> [Action item] Take the material below and output exactly the run of lines from the one containing "tracing_subscriber::EnvFilter::try_from_default_env()" down to the one containing "if let Some(vs)", with both included.

> [Data]
——

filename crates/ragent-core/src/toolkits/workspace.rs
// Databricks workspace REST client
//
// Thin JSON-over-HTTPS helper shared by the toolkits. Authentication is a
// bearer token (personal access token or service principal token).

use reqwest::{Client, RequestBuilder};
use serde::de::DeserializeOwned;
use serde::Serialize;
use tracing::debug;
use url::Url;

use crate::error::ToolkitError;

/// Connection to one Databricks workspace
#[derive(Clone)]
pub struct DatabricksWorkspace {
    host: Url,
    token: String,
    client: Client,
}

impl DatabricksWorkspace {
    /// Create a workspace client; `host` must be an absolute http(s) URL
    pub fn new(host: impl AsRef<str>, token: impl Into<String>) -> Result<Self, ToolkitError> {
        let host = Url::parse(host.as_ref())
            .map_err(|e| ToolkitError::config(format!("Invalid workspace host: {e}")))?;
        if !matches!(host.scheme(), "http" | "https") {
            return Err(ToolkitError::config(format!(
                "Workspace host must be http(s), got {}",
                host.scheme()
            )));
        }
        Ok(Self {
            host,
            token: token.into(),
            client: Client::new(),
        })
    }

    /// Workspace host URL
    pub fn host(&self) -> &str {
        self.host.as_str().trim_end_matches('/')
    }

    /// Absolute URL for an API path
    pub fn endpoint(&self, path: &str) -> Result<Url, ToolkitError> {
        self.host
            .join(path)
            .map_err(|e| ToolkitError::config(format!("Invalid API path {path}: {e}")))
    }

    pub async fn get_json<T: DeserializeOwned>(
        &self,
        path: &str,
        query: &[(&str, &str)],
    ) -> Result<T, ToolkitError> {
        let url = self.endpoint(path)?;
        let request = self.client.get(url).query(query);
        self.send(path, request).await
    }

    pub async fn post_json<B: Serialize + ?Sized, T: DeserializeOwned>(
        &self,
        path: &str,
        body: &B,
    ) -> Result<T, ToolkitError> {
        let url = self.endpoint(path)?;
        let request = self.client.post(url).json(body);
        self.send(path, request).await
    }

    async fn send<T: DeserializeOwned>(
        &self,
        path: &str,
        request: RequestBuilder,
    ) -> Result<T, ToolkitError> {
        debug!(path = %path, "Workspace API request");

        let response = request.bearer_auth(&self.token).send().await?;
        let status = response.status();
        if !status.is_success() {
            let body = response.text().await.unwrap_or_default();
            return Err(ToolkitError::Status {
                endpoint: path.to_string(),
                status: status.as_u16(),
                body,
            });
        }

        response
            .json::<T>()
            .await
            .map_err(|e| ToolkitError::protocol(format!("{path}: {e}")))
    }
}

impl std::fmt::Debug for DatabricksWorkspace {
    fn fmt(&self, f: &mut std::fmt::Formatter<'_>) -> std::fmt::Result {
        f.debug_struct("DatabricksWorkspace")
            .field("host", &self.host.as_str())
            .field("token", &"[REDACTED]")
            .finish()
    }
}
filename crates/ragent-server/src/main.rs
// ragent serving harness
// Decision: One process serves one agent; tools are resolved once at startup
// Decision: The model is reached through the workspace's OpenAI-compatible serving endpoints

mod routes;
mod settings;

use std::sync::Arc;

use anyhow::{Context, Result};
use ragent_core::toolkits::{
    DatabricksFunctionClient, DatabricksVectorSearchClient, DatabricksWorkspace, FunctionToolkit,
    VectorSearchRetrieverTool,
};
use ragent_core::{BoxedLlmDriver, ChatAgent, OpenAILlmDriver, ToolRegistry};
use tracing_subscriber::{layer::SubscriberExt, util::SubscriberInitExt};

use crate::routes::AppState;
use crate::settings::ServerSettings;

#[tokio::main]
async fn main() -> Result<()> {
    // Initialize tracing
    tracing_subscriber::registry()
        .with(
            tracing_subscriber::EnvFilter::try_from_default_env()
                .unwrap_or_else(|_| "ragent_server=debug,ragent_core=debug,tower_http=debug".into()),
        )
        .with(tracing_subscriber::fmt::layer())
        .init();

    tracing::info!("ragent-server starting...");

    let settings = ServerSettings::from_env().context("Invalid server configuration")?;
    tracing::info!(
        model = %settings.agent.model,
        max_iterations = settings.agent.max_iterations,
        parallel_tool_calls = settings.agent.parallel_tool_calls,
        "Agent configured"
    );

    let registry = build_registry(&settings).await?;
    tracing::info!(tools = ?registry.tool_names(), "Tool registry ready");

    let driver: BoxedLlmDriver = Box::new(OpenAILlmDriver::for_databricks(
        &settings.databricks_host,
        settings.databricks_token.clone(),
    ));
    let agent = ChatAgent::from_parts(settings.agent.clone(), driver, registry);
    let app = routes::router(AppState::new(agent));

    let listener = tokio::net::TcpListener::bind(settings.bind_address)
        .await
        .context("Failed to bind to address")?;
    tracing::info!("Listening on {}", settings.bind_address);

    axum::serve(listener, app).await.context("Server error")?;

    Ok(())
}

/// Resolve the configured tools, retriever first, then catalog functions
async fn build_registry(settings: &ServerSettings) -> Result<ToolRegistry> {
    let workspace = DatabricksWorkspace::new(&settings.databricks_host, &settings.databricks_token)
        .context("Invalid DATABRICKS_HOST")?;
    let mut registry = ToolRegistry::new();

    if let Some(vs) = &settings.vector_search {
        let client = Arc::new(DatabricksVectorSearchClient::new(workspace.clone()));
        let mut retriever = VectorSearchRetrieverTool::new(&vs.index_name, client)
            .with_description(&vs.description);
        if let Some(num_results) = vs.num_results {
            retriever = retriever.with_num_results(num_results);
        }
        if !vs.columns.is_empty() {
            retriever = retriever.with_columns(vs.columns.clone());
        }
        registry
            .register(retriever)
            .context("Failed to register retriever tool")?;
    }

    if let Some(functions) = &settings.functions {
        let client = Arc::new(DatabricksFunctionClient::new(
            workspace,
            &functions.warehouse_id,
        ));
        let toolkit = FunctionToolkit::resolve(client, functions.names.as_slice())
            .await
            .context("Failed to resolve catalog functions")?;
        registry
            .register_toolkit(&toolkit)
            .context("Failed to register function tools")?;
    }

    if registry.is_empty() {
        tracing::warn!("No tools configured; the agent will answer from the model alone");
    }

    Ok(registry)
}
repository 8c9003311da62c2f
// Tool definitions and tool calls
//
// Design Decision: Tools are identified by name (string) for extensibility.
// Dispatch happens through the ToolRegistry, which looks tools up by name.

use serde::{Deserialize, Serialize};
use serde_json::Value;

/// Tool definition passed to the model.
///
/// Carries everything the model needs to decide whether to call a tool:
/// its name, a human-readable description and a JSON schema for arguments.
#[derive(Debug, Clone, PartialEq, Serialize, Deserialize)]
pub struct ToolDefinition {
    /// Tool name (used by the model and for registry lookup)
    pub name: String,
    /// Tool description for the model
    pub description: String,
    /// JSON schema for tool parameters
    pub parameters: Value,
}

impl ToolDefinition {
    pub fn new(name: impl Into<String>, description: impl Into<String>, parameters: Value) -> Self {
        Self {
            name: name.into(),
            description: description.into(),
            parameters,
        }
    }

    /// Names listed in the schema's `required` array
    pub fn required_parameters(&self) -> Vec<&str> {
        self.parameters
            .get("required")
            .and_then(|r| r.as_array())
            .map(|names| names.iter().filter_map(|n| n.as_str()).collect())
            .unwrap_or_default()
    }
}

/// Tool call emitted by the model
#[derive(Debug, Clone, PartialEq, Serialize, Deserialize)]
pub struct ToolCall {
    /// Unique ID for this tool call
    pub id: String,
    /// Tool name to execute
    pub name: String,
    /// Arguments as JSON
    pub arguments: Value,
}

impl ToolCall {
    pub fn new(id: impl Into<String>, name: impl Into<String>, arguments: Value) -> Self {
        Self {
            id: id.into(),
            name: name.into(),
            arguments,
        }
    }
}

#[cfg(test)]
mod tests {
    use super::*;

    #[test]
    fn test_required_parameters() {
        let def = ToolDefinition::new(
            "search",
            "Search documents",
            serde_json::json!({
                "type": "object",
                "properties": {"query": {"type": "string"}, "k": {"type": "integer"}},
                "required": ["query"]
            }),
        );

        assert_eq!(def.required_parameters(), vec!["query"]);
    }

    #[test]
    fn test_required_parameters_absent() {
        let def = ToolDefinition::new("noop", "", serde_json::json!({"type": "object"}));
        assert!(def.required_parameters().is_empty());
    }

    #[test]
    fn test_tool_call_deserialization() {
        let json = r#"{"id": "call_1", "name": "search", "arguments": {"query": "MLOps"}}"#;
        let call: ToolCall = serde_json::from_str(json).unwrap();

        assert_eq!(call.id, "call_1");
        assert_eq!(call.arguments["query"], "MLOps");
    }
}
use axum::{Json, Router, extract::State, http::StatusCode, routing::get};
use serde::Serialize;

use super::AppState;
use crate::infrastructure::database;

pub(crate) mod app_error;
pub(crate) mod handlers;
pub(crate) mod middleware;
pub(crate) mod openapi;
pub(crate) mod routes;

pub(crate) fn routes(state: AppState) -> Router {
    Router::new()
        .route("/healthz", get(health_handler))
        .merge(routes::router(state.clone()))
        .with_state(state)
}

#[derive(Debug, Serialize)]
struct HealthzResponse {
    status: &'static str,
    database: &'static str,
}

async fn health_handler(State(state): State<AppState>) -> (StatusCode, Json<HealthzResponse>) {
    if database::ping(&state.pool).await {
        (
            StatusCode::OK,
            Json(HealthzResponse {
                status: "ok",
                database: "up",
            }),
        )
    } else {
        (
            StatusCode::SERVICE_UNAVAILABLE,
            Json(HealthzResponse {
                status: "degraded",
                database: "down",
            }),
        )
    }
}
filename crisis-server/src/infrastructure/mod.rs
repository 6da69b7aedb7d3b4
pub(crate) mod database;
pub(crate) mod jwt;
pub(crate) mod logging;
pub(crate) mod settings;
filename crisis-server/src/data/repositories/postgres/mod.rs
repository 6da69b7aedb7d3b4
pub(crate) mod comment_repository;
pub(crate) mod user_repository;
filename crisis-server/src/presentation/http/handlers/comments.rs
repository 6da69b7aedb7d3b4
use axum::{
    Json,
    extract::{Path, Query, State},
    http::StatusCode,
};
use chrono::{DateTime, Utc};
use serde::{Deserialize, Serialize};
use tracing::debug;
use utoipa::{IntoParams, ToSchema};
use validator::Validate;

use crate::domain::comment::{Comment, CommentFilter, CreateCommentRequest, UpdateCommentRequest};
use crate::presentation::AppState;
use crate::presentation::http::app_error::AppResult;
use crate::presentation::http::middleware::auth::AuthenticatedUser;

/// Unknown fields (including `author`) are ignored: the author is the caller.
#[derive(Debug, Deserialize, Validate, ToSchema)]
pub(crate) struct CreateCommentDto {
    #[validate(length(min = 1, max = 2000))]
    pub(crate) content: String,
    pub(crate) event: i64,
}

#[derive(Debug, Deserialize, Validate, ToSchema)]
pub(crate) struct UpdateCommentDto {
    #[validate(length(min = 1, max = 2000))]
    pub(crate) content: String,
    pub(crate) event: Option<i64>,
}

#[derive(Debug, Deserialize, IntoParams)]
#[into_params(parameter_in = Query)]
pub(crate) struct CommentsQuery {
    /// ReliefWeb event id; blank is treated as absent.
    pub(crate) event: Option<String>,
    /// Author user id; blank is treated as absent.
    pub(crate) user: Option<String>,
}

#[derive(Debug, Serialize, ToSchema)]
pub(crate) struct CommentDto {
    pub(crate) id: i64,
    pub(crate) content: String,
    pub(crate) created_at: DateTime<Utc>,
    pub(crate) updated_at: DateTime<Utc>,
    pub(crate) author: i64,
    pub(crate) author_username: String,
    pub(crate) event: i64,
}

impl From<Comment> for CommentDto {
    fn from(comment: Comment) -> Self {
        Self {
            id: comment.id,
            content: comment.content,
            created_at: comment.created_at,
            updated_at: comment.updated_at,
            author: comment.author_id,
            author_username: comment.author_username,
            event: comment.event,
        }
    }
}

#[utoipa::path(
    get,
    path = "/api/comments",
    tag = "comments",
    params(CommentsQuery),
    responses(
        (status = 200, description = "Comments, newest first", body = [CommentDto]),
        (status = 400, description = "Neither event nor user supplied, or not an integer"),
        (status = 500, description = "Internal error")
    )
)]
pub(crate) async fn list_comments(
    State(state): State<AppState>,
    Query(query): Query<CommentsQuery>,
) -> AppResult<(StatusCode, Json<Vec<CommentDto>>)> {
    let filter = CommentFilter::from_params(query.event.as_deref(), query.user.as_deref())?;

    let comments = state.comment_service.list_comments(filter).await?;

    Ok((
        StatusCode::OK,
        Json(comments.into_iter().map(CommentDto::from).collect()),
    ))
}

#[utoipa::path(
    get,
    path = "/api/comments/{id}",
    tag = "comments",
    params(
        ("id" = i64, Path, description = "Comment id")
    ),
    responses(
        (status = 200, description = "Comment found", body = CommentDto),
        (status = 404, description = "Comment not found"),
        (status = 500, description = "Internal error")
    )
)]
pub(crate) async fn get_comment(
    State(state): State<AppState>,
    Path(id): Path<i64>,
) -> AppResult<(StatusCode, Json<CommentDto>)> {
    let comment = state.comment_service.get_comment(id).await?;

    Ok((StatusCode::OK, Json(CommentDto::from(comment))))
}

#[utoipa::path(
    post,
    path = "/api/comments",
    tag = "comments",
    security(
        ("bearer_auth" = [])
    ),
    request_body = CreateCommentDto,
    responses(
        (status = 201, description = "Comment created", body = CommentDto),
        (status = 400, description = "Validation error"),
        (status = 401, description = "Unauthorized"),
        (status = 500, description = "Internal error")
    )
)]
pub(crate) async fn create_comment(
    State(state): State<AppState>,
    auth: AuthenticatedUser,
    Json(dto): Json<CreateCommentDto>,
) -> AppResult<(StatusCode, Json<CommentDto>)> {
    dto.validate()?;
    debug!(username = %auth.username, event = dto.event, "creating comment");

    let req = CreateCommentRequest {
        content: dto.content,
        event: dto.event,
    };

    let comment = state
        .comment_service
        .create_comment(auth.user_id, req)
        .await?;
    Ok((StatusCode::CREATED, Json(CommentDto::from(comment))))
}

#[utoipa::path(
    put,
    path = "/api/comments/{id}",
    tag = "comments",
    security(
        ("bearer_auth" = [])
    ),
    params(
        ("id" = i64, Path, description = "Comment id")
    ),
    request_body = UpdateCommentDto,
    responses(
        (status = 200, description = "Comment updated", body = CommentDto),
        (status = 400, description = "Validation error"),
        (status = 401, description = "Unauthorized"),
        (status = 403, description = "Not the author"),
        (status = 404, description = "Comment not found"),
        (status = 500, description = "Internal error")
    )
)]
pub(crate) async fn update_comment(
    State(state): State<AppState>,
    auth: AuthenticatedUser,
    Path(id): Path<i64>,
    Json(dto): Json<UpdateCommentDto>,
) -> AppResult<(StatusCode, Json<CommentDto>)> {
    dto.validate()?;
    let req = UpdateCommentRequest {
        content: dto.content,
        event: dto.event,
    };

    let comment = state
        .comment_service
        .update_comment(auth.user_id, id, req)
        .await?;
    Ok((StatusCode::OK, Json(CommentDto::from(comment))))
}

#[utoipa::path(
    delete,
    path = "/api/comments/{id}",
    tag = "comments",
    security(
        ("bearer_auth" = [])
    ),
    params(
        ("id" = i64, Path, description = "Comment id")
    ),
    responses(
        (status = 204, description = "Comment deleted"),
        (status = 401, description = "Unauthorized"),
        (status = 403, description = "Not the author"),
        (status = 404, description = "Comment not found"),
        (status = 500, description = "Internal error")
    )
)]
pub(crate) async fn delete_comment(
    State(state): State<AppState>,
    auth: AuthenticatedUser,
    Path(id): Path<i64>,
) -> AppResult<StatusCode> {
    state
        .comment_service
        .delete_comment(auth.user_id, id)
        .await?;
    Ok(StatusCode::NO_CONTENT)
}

——

> [Reply]
            tracing_subscriber::EnvFilter::try_from_default_env()
                .unwrap_or_else(|_| "ragent_server=debug,ragent_core=debug,tower_http=debug".into()),
        )
        .with(tracing_subscriber::fmt::layer())
        .init();

    tracing::info!("ragent-server starting...");

    let settings = ServerSettings::from_env().context("Invalid server configuration")?;
    tracing::info!(
        model = %settings.agent.model,
        max_iterations = settings.agent.max_iterations,
        parallel_tool_calls = settings.agent.parallel_tool_calls,
        "Agent configured"
    );

    let registry = build_registry(&settings).await?;
    tracing::info!(tools = ?registry.tool_names(), "Tool registry ready");

    let driver: BoxedLlmDriver = Box::new(OpenAILlmDriver::for_databricks(
        &settings.databricks_host,
        settings.databricks_token.clone(),
    ));
    let agent = ChatAgent::from_parts(settings.agent.clone(), driver, registry);
    let app = routes::router(AppState::new(agent));

    let listener = tokio::net::TcpListener::bind(settings.bind_address)
        .await
        .context("Failed to bind to address")?;
    tracing::info!("Listening on {}", settings.bind_address);

    axum::serve(listener, app).await.context("Server error")?;

    Ok(())
}

/// Resolve the configured tools, retriever first, then catalog functions
async fn build_registry(settings: &ServerSettings) -> Result<ToolRegistry> {
    let workspace = DatabricksWorkspace::new(&settings.databricks_host, &settings.databricks_token)
        .context("Invalid DATABRICKS_HOST")?;
    let mut registry = ToolRegistry::new();

    if let Some(vs) = &settings.vector_search {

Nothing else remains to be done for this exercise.